The major institutions discussed in the NYT article have budgets in the tens and hundreds of millions of dollars. Yet these organizations are actually among fewer than 4% of nonprofits. For those who seek to engage on nonprofit boards, the remaining 96% of nonprofit organizations have budgets under $10 million. These nonprofits, including cultural organizations, are very much in need of board members, and their “give/gets” run the full gamut–many in the range of $2,500 – $15,000 annually. (By the way, many companies match employee contributions, so that a gift of $5,000 amounts to a gift of $10,000, totaling $10,000 as a give/get, even before you even ask your friends to attend the gala.)
Furthermore, the remaining 96% of nonprofits, including cultural organizations, very much need board candidates who have diverse backgrounds and perspectives as well as experience in strategic planning, organizational development, public relations, law, finance, accounting, education, cultural arts, the environment, philanthropy, governance, and so on. Examples of organizations include many of the nonprofits involved with the Arts & Business Council of New York, many of the performing arts organizations that partner with the Atlas Performing Arts Center in Washington, D.C. (see Fast Company), as well as Friends of Materials for the Arts (see Fast Company), Art Education for the Blind, Creative Alternatives of New York, and Music Bridges International.

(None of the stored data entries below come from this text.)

//! Document Collection Source
//!
//! Lists every document of one collection over the REST interface of a
//! document database and flattens the typed field encoding into plain
//! JSON records.
//!
//! Listing response:
//! ```json
//! { "documents": [ { "name": ".../events/abc", "fields": {..}, "createTime": ".." } ],
//!   "nextPageToken": ".." }
//! ```

use async_trait::async_trait;
use serde_json::{Map, Number, Value};
use std::time::Duration;

use super::{envelope, http, SourceAdapter};
use crate::constants::MAX_DOCUMENT_PAGES;
use crate::logic::config::SourceKind;
use crate::logic::error::{ConfigError, SourceError};
use crate::logic::normalize::alias::Field;
use crate::logic::types::{RawBatch, RawRecord};

/// Document collection adapter
pub struct DocumentSource {
    collection_url: String,
    token: Option<String>,
    timeout: Duration,
    client: reqwest::Client,
}

impl DocumentSource {
    pub fn new(
        collection_url: impl Into<String>,
        token: Option<String>,
        timeout: Duration,
    ) -> Result<Self, ConfigError> {
        Ok(Self {
            collection_url: collection_url.into().trim_end_matches('/').to_string(),
            token,
            timeout,
            client: http::build_client(timeout)?,
        })
    }

    async fn fetch_page(&self, page_token: Option<&str>) -> Result<Value, SourceError> {
        let mut request = self.client.get(&self.collection_url);
        if let Some(page) = page_token {
            request = request.query(&[("pageToken", page)]);
        }
        if let Some(token) = &self.token {
            request = request.bearer_auth(token);
        }
        http::fetch_json(request, self.timeout).await
    }
}

#[async_trait]
impl SourceAdapter for DocumentSource {
    fn kind(&self) -> SourceKind {
        SourceKind::Document
    }

    async fn fetch(&self) -> Result<RawBatch, SourceError> {
        let mut batch = RawBatch::new();
        let mut page_token: Option<String> = None;

        for _ in 0..MAX_DOCUMENT_PAGES {
            let page = self.fetch_page(page_token.as_deref()).await?;
            let (records, next) = parse_listing(page)?;
            batch.extend(records);

            match next {
                Some(next) => page_token = Some(next),
                None => return Ok(batch),
            }
        }

        log::warn!(
            "Document listing truncated at {} pages ({} records)",
            MAX_DOCUMENT_PAGES,
            batch.len()
        );
        Ok(batch)
    }
}

// ============================================================================
// LISTING DECODE
// ============================================================================

/// Decode one listing page into records and the next page token
pub fn parse_listing(body: Value) -> Result<(RawBatch, Option<String>), SourceError> {
    let mut map = match body {
        Value::Null => return Ok((Vec::new(), None)),
        Value::Object(map) => map,
        _ => {
            return Err(SourceError::MalformedEnvelope(
                "document listing is not an object".to_string(),
            ))
        }
    };

    let next = match map.remove("nextPageToken") {
        Some(Value::String(t)) if !t.is_empty() => Some(t),
        _ => None,
    };

    let documents = match map.remove("documents") {
        None | Some(Value::Null) => Vec::new(),
        Some(Value::Array(docs)) => docs,
        Some(_) => {
            return Err(SourceError::MalformedEnvelope(
                "`documents` is not an array".to_string(),
            ))
        }
    };

    let records = documents
        .into_iter()
        .filter_map(|doc| match doc {
            Value::Object(doc) => Some(document_record(doc)),
            _ => None,
        })
        .collect();

    Ok((records, next))
}

/// Flatten one document. Adds `id` from the resource name and falls back to
/// `createTime` when the fields carry no timestamp.
fn document_record(mut doc: Map<String, Value>) -> RawRecord {
    let mut record = match doc.remove("fields") {
        Some(Value::Object(fields)) => decode_fields(fields),
        _ => RawRecord::new(),
    };

    if let Some(Value::String(name)) = doc.get("name") {
        if let Some(id) = name.rsplit('/').next().filter(|id| !id.is_empty()) {
            record.entry("id").or_insert_with(|| Value::String(id.to_string()));
        }
    }

    if !envelope::has_field(&record, Field::Timestamp) {
        if let Some(created) = doc.remove("createTime") {
            record.insert("created_at".to_string(), created);
        }
    }

    record
}

fn decode_fields(fields: Map<String, Value>) -> RawRecord {
    fields
        .into_iter()
        .map(|(key, typed)| (key, decode_value(typed)))
        .collect()
}

/// Typed value -> plain JSON
pub fn decode_value(typed: Value) -> Value {
    let Value::Object(mut map) = typed else {
        return typed;
    };

    if let Some(v) = map.remove("stringValue") {
        return v;
    }
    if let Some(v) = map.remove("integerValue") {
        // integers travel as strings
        return match &v {
            Value::String(s) => s
                .parse::<i64>()
                .map(|n| Value::Number(Number::from(n)))
                .unwrap_or(v),
            _ => v,
        };
    }
    if let Some(v) = map.remove("doubleValue") {
        return v;
    }
    if let Some(v) = map.remove("booleanValue") {
        return v;
    }
    if let Some(v) = map.remove("timestampValue") {
        return v;
    }
    if map.contains_key("nullValue") {
        return Value::Null;
    }
    if let Some(Value::Object(mut inner)) = map.remove("mapValue") {
        return match inner.remove("fields") {
            Some(Value::Object(fields)) => Value::Object(decode_fields(fields)),
            _ => Value::Object(Map::new()),
        };
    }
    if let Some(Value::Object(mut inner)) = map.remove("arrayValue") {
        return match inner.remove("values") {
            Some(Value::Array(values)) => {
                Value::Array(values.into_iter().map(decode_value).collect())
            }
            _ => Value::Array(Vec::new()),
        };
    }

    Value::Object(map)
}

#[cfg(test)]
mod tests {
    use super::*;
    use serde_json::json;
    use wiremock::matchers::{method, path, query_param};
    use wiremock::{Mock, MockServer, ResponseTemplate};

    #[test]
    fn test_decode_typed_values() {
        let doc = json!({
            "name": "projects/p/databases/(default)/documents/events/abc123",
            "fields": {
                "event_type": {"stringValue": "detection"},
                "label": {"stringValue": "person"},
                "confidence": {"doubleValue": 0.91},
                "distance": {"integerValue": "120"},
                "timestamp": {"timestampValue": "2025-03-26T13:04:52Z"},
                "meta": {"mapValue": {"fields": {"camera": {"stringValue": "front"}}}},
                "note": {"nullValue": null}
            },
            "createTime": "2025-03-26T13:04:53.000Z"
        });

        let (records, next) = parse_listing(json!({ "documents": [doc] })).unwrap();
        let record = &records[0];

        assert!(next.is_none());
        assert_eq!(record["id"], "abc123");
        assert_eq!(record["distance"], 120);
        assert_eq!(record["confidence"], 0.91);
        assert_eq!(record["meta"]["camera"], "front");
        assert_eq!(record["note"], Value::Null);
        assert!(!record.contains_key("created_at"));
    }

    #[test]
    fn test_create_time_fills_missing_timestamp() {
        let doc = json!({
            "name": "x/events/d1",
            "fields": {"CPU": {"doubleValue": 12.5}},
            "createTime": "2025-03-26T13:04:53Z"
        });

        let (records, _) = parse_listing(json!({ "documents": [doc] })).unwrap();
        assert_eq!(records[0]["created_at"], "2025-03-26T13:04:53Z");
    }

    #[test]
    fn test_empty_collection() {
        let (records, next) = parse_listing(json!({})).unwrap();
        assert!(records.is_empty());
        assert!(next.is_none());
        assert!(parse_listing(json!([1, 2])).is_err());
    }

    #[tokio::test]
    async fn test_fetch_follows_page_tokens() {
        let server = MockServer::start().await;

        Mock::given(method("GET"))
            .and(path("/documents/events"))
            .and(query_param("pageToken", "p2"))
            .respond_with(ResponseTemplate::new(200).set_body_json(json!({
                "documents": [{"name": "e/2", "fields": {"CPU": {"integerValue": "20"}}}]
            })))
            .mount(&server)
            .await;

        Mock::given(method("GET"))
            .and(path("/documents/events"))
            .respond_with(ResponseTemplate::new(200).set_body_json(json!({
                "documents": [{"name": "e/1", "fields": {"CPU": {"integerValue": "10"}}}],
                "nextPageToken": "p2"
            })))
            .mount(&server)
            .await;

        let source = DocumentSource::new(
            format!("{}/documents/events", server.uri()),
            None,
            Duration::from_secs(2),
        )
        .unwrap();

        let batch = source.fetch().await.unwrap();

        assert_eq!(batch.len(), 2);
        assert_eq!(batch[0]["id"], "1");
        assert_eq!(batch[1]["CPU"], 20);
    }

    #[tokio::test]
    async fn test_forbidden_listing() {
        let server = MockServer::start().await;
        Mock::given(method("GET"))
            .respond_with(ResponseTemplate::new(403))
            .mount(&server)
            .await;

        let source =
            DocumentSource::new(server.uri(), Some("t".into()), Duration::from_secs(2)).unwrap();

        assert!(matches!(source.fetch().await, Err(SourceError::AuthFailed(_))));
    }
}
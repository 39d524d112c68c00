//! Response envelope parsing
//!
//! Turns a decoded JSON body into a RawBatch. Accepted shapes:
//! - top-level array of objects
//! - object holding one or more lists under known keys (concatenated)
//! - object of objects keyed by id or epoch timestamp (tree stores)
//! - a single record object
//! - `null` (empty)

use serde_json::{Map, Value};

use crate::logic::error::SourceError;
use crate::logic::normalize::alias::{self, Field};
use crate::logic::types::{RawBatch, RawRecord};

/// Keys under which REST sources wrap their record lists, in concatenation order
const LIST_KEYS: &[&str] = &[
    "data",
    "records",
    "events",
    "items",
    "results",
    "detections",
    "device_data",
    "system_data",
    "pi_data",
    "time_data",
];

/// Parse a REST response body.
///
/// Every array found under a known list key is kept; lists are appended in
/// `LIST_KEYS` order.
pub fn parse_envelope(body: Value) -> Result<RawBatch, SourceError> {
    let Value::Object(mut map) = body else {
        return parse_tree(body);
    };

    let mut batch = RawBatch::new();
    let mut found = false;
    for key in LIST_KEYS {
        if !matches!(map.get(*key), Some(Value::Array(_))) {
            continue;
        }
        if let Some(Value::Array(items)) = map.remove(*key) {
            let records = objects(items);
            log::debug!("Envelope list `{}`: {} records", key, records.len());
            batch.extend(records);
            found = true;
        }
    }

    if found {
        Ok(batch)
    } else {
        parse_tree(Value::Object(map))
    }
}

/// Parse a tree-store read (no list-key unwrapping)
pub fn parse_tree(body: Value) -> Result<RawBatch, SourceError> {
    match body {
        Value::Null => Ok(Vec::new()),
        Value::Array(items) => Ok(objects(items)),
        Value::Object(map) if map.is_empty() => Ok(Vec::new()),
        Value::Object(map) => {
            if has_field(&map, Field::Timestamp) {
                return Ok(vec![map]);
            }
            if map.values().any(Value::is_object) {
                return Ok(keyed_children(map));
            }
            Err(SourceError::MalformedEnvelope(
                "object carries neither records nor a record list".to_string(),
            ))
        }
        other => Err(SourceError::MalformedEnvelope(format!(
            "expected an array or object, got {}",
            type_name(&other)
        ))),
    }
}

/// Children of a keyed object. The key becomes `timestamp` when the child has none.
pub fn keyed_children(map: Map<String, Value>) -> RawBatch {
    let total = map.len();
    let batch: RawBatch = map
        .into_iter()
        .filter_map(|(key, child)| match child {
            Value::Object(mut record) => {
                if !has_field(&record, Field::Timestamp) {
                    record.insert("timestamp".to_string(), Value::String(key));
                }
                Some(record)
            }
            _ => None,
        })
        .collect();

    if batch.len() < total {
        log::debug!("Skipped {} non-object children", total - batch.len());
    }
    batch
}

/// Whether any key of the record resolves to `field`
pub fn has_field(record: &RawRecord, field: Field) -> bool {
    record.keys().any(|k| alias::resolve(k) == Some(field))
}

fn objects(items: Vec<Value>) -> RawBatch {
    let total = items.len();
    let batch: RawBatch = items
        .into_iter()
        .filter_map(|item| match item {
            Value::Object(record) => Some(record),
            _ => None,
        })
        .collect();

    if batch.len() < total {
        log::debug!("Skipped {} non-object list items", total - batch.len());
    }
    batch
}

fn type_name(value: &Value) -> &'static str {
    match value {
        Value::Null => "null",
        Value::Bool(_) => "boolean",
        Value::Number(_) => "number",
        Value::String(_) => "string",
        Value::Array(_) => "array",
        Value::Object(_) => "object",
    }
}
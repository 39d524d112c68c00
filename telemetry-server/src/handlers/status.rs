//! Poll loop status + manual refresh

use axum::{extract::State, Json};
use chrono::{DateTime, Utc};
use serde::Serialize;
use std::collections::BTreeMap;
use telemetry_core::logic::window;
use telemetry_core::{EventType, PollStats, SourceKind, SourceState, TickOutcome, Trigger};

use crate::AppState;

#[derive(Serialize)]
pub struct StatusResponse {
    pub source: SourceKind,
    pub state: SourceState,
    pub stale: bool,
    pub records: usize,
    pub counts: BTreeMap<EventType, usize>,
    pub last_attempt: Option<DateTime<Utc>>,
    pub last_success: Option<DateTime<Utc>>,
    pub poll_interval_secs: u64,
    pub stats: PollStats,
}

#[derive(Serialize)]
pub struct RefreshResponse {
    pub outcome: TickOutcome,
    pub records: usize,
}

/// GET /api/v1/status
pub async fn status(State(state): State<AppState>) -> Json<StatusResponse> {
    let snapshot = state.scheduler.snapshot();
    let counts = window::split_by_type(&snapshot.output.records).counts();

    Json(StatusResponse {
        source: state.config.pipeline.source.kind,
        state: snapshot.output.state,
        stale: snapshot.output.stale,
        records: snapshot.output.records.len(),
        counts,
        last_attempt: snapshot.last_attempt,
        last_success: snapshot.last_success,
        poll_interval_secs: state.config.pipeline.poll_interval.as_secs(),
        stats: snapshot.stats,
    })
}

/// POST /api/v1/refresh
pub async fn refresh(State(state): State<AppState>) -> Json<RefreshResponse> {
    let outcome = state.scheduler.tick(Trigger::Manual).await;
    tracing::debug!("Manual refresh: {:?}", outcome);

    Json(RefreshResponse {
        outcome,
        records: state.scheduler.get_current_view().records.len(),
    })
}
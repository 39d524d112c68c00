//! Mock source
//!
//! Sinh dữ liệu giả lập (system stats + detections) để chạy dashboard khi
//! chưa có thiết bị. Values arrive as strings with units, like a real
//! device CSV would carry them.

use async_trait::async_trait;
use chrono::{Duration, Utc};
use parking_lot::Mutex;
use rand::rngs::StdRng;
use rand::{Rng, SeedableRng};
use serde_json::{json, Value};

use super::SourceAdapter;
use crate::logic::config::SourceKind;
use crate::logic::error::SourceError;
use crate::logic::types::{RawBatch, RawRecord};

pub struct MockSource {
    batch: usize,
    rng: Mutex<StdRng>,
}

impl MockSource {
    pub fn new(batch: usize, seed: Option<u64>) -> Self {
        let rng = match seed {
            Some(seed) => StdRng::seed_from_u64(seed),
            None => StdRng::from_entropy(),
        };
        Self {
            batch: batch.max(1),
            rng: Mutex::new(rng),
        }
    }

    /// One batch ending now, one record per second, alternating kinds
    pub fn generate(&self) -> RawBatch {
        let now = Utc::now().naive_utc();
        let mut rng = self.rng.lock();

        (0..self.batch)
            .map(|i| {
                let at = now - Duration::seconds((self.batch - 1 - i) as i64);
                let ts = at.format("%Y-%m-%d %H:%M:%S").to_string();
                if i % 2 == 0 {
                    system_record(&mut rng, ts)
                } else {
                    detection_record(&mut rng, ts)
                }
            })
            .collect()
    }
}

fn system_record(rng: &mut StdRng, ts: String) -> RawRecord {
    as_record(json!({
        "timestamp": ts,
        "event_type": "system_stats",
        "CPU": format!("{:.1}", rng.gen_range(10.0..90.0_f64)),
        "MEM": format!("{:.1}", rng.gen_range(30.0..80.0_f64)),
        "TEMP": format!("{:.1}°C", rng.gen_range(40.0..80.0_f64)),
    }))
}

fn detection_record(rng: &mut StdRng, ts: String) -> RawRecord {
    as_record(json!({
        "timestamp": ts,
        "event_type": "detection",
        "label": "person",
        "confidence": format!("{:.2}", rng.gen_range(0.5..0.95_f64)),
        "estimated_distance_cm": format!("{:.2}", rng.gen_range(30.0..90.0_f64)),
        "FPS": format!("{:.2}", rng.gen_range(6.0..12.0_f64)),
    }))
}

fn as_record(value: Value) -> RawRecord {
    match value {
        Value::Object(map) => map,
        _ => RawRecord::new(),
    }
}

#[async_trait]
impl SourceAdapter for MockSource {
    fn kind(&self) -> SourceKind {
        SourceKind::Mock
    }

    async fn fetch(&self) -> Result<RawBatch, SourceError> {
        Ok(self.generate())
    }
}

#[cfg(test)]
mod tests {
    use super::*;
    use crate::logic::normalize::normalize;
    use crate::logic::types::EventType;

    #[tokio::test]
    async fn test_batch_normalizes_cleanly() {
        let source = MockSource::new(6, Some(7));
        let batch = source.fetch().await.unwrap();
        let records = normalize(&batch);

        assert_eq!(records.len(), 6);
        assert_eq!(records.iter().filter(|r| r.event_type == EventType::SystemStats).count(), 3);

        for r in records.iter().filter(|r| r.event_type == EventType::SystemStats) {
            let cpu = r.cpu_pct.unwrap();
            let temp = r.temp_c.unwrap();
            assert!((10.0..=90.0).contains(&cpu));
            assert!((40.0..=80.0).contains(&temp));
            assert!(r.fps.is_none());
        }

        for r in records.iter().filter(|r| r.event_type == EventType::Detection) {
            assert_eq!(r.label.as_deref(), Some("person"));
            assert!((0.5..=0.95).contains(&r.confidence.unwrap()));
            assert!((6.0..=12.0).contains(&r.fps.unwrap()));
        }
    }

    #[test]
    fn test_timestamps_ascending() {
        let records = normalize(&MockSource::new(4, Some(1)).generate());
        assert!(records.windows(2).all(|w| w[0].timestamp <= w[1].timestamp));
    }
}
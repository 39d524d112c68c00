//! Push buffer
//!
//! Records posted by devices are stamped and buffered here; every fetch
//! returns the whole buffer. Oldest entries are evicted past capacity.

use async_trait::async_trait;
use chrono::{SecondsFormat, Utc};
use parking_lot::RwLock;
use serde::Serialize;
use serde_json::Value;
use std::collections::VecDeque;
use uuid::Uuid;

use super::{envelope, SourceAdapter};
use crate::logic::config::SourceKind;
use crate::logic::error::{IngestError, SourceError};
use crate::logic::normalize::alias::Field;
use crate::logic::types::{RawBatch, RawRecord};

/// Acknowledgement for one pushed record
#[derive(Debug, Clone, PartialEq, Serialize)]
pub struct PushReceipt {
    pub id: Uuid,
    pub received_at: String,
    /// Records buffered after this push
    pub buffered: usize,
}

pub struct PushBuffer {
    capacity: usize,
    records: RwLock<VecDeque<RawRecord>>,
}

impl PushBuffer {
    pub fn new(capacity: usize) -> Self {
        Self {
            capacity: capacity.max(1),
            records: RwLock::new(VecDeque::new()),
        }
    }

    /// Buffer one record. Only JSON objects are accepted.
    pub fn push(&self, payload: Value) -> Result<PushReceipt, IngestError> {
        let Value::Object(mut record) = payload else {
            return Err(IngestError::NotAnObject);
        };

        let received_at = Utc::now().to_rfc3339_opts(SecondsFormat::Millis, true);
        record.insert("received_at".to_string(), Value::String(received_at.clone()));
        if !envelope::has_field(&record, Field::Timestamp) {
            record.insert("timestamp".to_string(), Value::String(received_at.clone()));
        }

        let mut records = self.records.write();
        records.push_back(record);
        while records.len() > self.capacity {
            records.pop_front();
        }

        Ok(PushReceipt {
            id: Uuid::new_v4(),
            received_at,
            buffered: records.len(),
        })
    }

    pub fn len(&self) -> usize {
        self.records.read().len()
    }

    pub fn is_empty(&self) -> bool {
        self.records.read().is_empty()
    }

    pub fn snapshot(&self) -> RawBatch {
        self.records.read().iter().cloned().collect()
    }
}

#[async_trait]
impl SourceAdapter for PushBuffer {
    fn kind(&self) -> SourceKind {
        SourceKind::Push
    }

    async fn fetch(&self) -> Result<RawBatch, SourceError> {
        Ok(self.snapshot())
    }
}

#[cfg(test)]
mod tests {
    use super::*;
    use serde_json::json;

    #[test]
    fn test_push_stamps_received_at() {
        let buffer = PushBuffer::new(10);

        let receipt = buffer.push(json!({"CPU": 40})).unwrap();
        let kept = buffer.push(json!({"timestamp": "2025-03-26 13:04:52"})).unwrap();

        let records = buffer.snapshot();
        assert_eq!(records[0]["timestamp"], Value::String(receipt.received_at.clone()));
        assert_eq!(records[1]["timestamp"], "2025-03-26 13:04:52");
        assert_eq!(kept.buffered, 2);
        assert_ne!(receipt.id, kept.id);
    }

    #[test]
    fn test_rejects_non_objects() {
        let buffer = PushBuffer::new(10);
        assert_eq!(buffer.push(json!([1, 2])).unwrap_err(), IngestError::NotAnObject);
        assert!(buffer.is_empty());
    }

    #[test]
    fn test_evicts_oldest_past_capacity() {
        let buffer = PushBuffer::new(2);
        for i in 0..3 {
            buffer.push(json!({"seq": i})).unwrap();
        }

        let records = buffer.snapshot();
        assert_eq!(buffer.len(), 2);
        assert_eq!(records[0]["seq"], 1);
        assert_eq!(records[1]["seq"], 2);
    }
}
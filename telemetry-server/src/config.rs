//! Configuration module

use std::env;
use telemetry_core::{ConfigError, PipelineConfig};

/// Application configuration
#[derive(Debug, Clone)]
pub struct Config {
    /// Server port
    pub port: u16,

    /// Environment (development, production)
    pub environment: String,

    /// Source + scheduler settings
    pub pipeline: PipelineConfig,
}

impl Config {
    /// Load configuration from environment variables
    pub fn from_env() -> Result<Self, ConfigError> {
        let port = match env::var("PORT") {
            Ok(p) => p
                .trim()
                .parse()
                .map_err(|_| ConfigError::Invalid { key: "PORT", value: p })?,
            Err(_) => 8080,
        };

        Ok(Self {
            port,
            environment: env::var("ENVIRONMENT").unwrap_or_else(|_| "development".to_string()),
            pipeline: PipelineConfig::from_env()?,
        })
    }

    pub fn with_pipeline(pipeline: PipelineConfig) -> Self {
        Self {
            port: 8080,
            environment: "development".to_string(),
            pipeline,
        }
    }
}
//! Field Alias Table
//!
//! Một bảng khai báo duy nhất map mọi biến thể tên cột về canonical field.
//! Lookup is case-insensitive and ignores separator style
//! (`Memory Usage`, `memory-usage` and `MEMORY_USAGE` fold to one key).

use once_cell::sync::Lazy;
use std::collections::HashMap;

// ============================================================================
// CANONICAL FIELDS
// ============================================================================

#[derive(Debug, Clone, Copy, PartialEq, Eq, Hash)]
pub enum Field {
    Timestamp,
    EventType,
    Label,
    Confidence,
    EstimatedDistanceCm,
    Fps,
    CpuPct,
    MemPct,
    TempC,
}

// ============================================================================
// ALIAS TABLE
// ============================================================================

/// Every spelling observed across the feeding sources, already folded.
const ALIASES: &[(Field, &[&str])] = &[
    (
        Field::Timestamp,
        &["timestamp", "time", "ts", "datetime", "date_time", "created_at", "recorded_at", "received_time"],
    ),
    (Field::EventType, &["event_type", "eventtype", "event", "type", "kind"]),
    (Field::Label, &["label", "class", "class_name", "object", "detected_label"]),
    (Field::Confidence, &["confidence", "conf", "score", "confidence_score"]),
    (
        Field::EstimatedDistanceCm,
        &["estimated_distance_cm", "estimated_distance", "distance_cm", "distance"],
    ),
    (Field::Fps, &["fps", "frames_per_second", "frame_rate", "framerate"]),
    (Field::CpuPct, &["cpu", "cpu_pct", "cpu_percent", "cpu_usage", "cpu_load"]),
    (
        Field::MemPct,
        &["mem", "mem_pct", "memory", "memory_usage", "memory_percent", "mem_usage", "mem_percent", "ram"],
    ),
    (
        Field::TempC,
        &["temp", "temp_c", "temperature", "temperature_c", "cpu_temp", "temp_celsius"],
    ),
];

static ALIAS_INDEX: Lazy<HashMap<&'static str, Field>> = Lazy::new(|| {
    let mut m = HashMap::new();
    for (field, aliases) in ALIASES {
        for alias in *aliases {
            m.insert(*alias, *field);
        }
    }
    m
});

// ============================================================================
// PUBLIC API
// ============================================================================

/// Fold a raw key: trim, lowercase, separators to `_`
pub fn fold_key(key: &str) -> String {
    let mut out = String::with_capacity(key.len());
    let mut last_sep = false;
    for c in key.trim().chars() {
        if c.is_alphanumeric() {
            out.extend(c.to_lowercase());
            last_sep = false;
        } else if !last_sep && !out.is_empty() {
            out.push('_');
            last_sep = true;
        }
    }
    while out.ends_with('_') {
        out.pop();
    }
    out
}

/// Resolve a raw key to its canonical field
pub fn resolve(key: &str) -> Option<Field> {
    ALIAS_INDEX.get(fold_key(key).as_str()).copied()
}
//! Report download + KPI summary

use axum::{
    extract::{Query, State},
    http::header,
    response::IntoResponse,
    Json,
};
use chrono::{DateTime, Utc};
use serde::{Deserialize, Serialize};
use telemetry_core::logic::{report, window};
use telemetry_core::{EventType, SourceState, StreamSummary};

use crate::{AppError, AppResult, AppState};

#[derive(Debug, Default, Deserialize)]
pub struct ReportQuery {
    /// Export a single stream
    pub event_type: Option<EventType>,
}

#[derive(Serialize)]
pub struct SummaryResponse {
    pub state: SourceState,
    pub stale: bool,
    pub last_success: Option<DateTime<Utc>>,
    pub summary: StreamSummary,
}

/// GET /api/v1/report.csv
pub async fn download(
    State(state): State<AppState>,
    Query(query): Query<ReportQuery>,
) -> AppResult<impl IntoResponse> {
    let view = state.scheduler.get_current_view();
    let body = report::to_csv(&view.records, query.event_type)
        .map_err(|e| AppError::InternalError(format!("report: {}", e)))?;

    tracing::info!("Report download: {} records, {} bytes", view.records.len(), body.len());

    Ok((
        [
            (header::CONTENT_TYPE, "text/csv; charset=utf-8"),
            (header::CONTENT_DISPOSITION, "attachment; filename=\"full_report.csv\""),
        ],
        body,
    ))
}

/// GET /api/v1/summary
pub async fn summary(State(state): State<AppState>) -> Json<SummaryResponse> {
    let view = state.scheduler.get_current_view();
    let summary = window::split_by_type(&view.records).summary();

    Json(SummaryResponse {
        state: view.state,
        stale: view.stale,
        last_success: view.last_success,
        summary,
    })
}
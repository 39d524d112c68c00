//! HTTP handlers

pub mod health;
pub mod view;
pub mod status;
pub mod ingest;
pub mod report;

All of these nonprofits do in fact depend on philanthropic support from board members and others as one of their revenue streams. And isn’t it logical that members of the board, who are the legal fiduciaries of the organization, who are presumably passionate about the work of the organization, be eager to do all that they can to support the organization personally and also to vouch for the organization to foundations and others? In fact, outside funders are prone to ask: if your board members (members of your own family) don’t give, why would you ask me (an outsider) to give.
I am grateful to the generous people who serve on the boards of the lofty cultural arts boards. Their beneficence makes it possible for many of us to attend concerts, operas and dance, and enjoy museums at a fraction of the true cost. It is good to see that the most strategic of these institutions understand the importance of reaching beyond traditional audiences by engaging young people from diverse and underserved communities in addition to further broadening the repertoire of performances and exhibits to enrich and educate all of us. This is a matter of serving the community as well as organizational sustainability. Foundations have been supportive of such efforts as well.
Kudos to board members of cultural institutions who ensure that our lives are enriched with the education and inspiration of the arts. You are role models.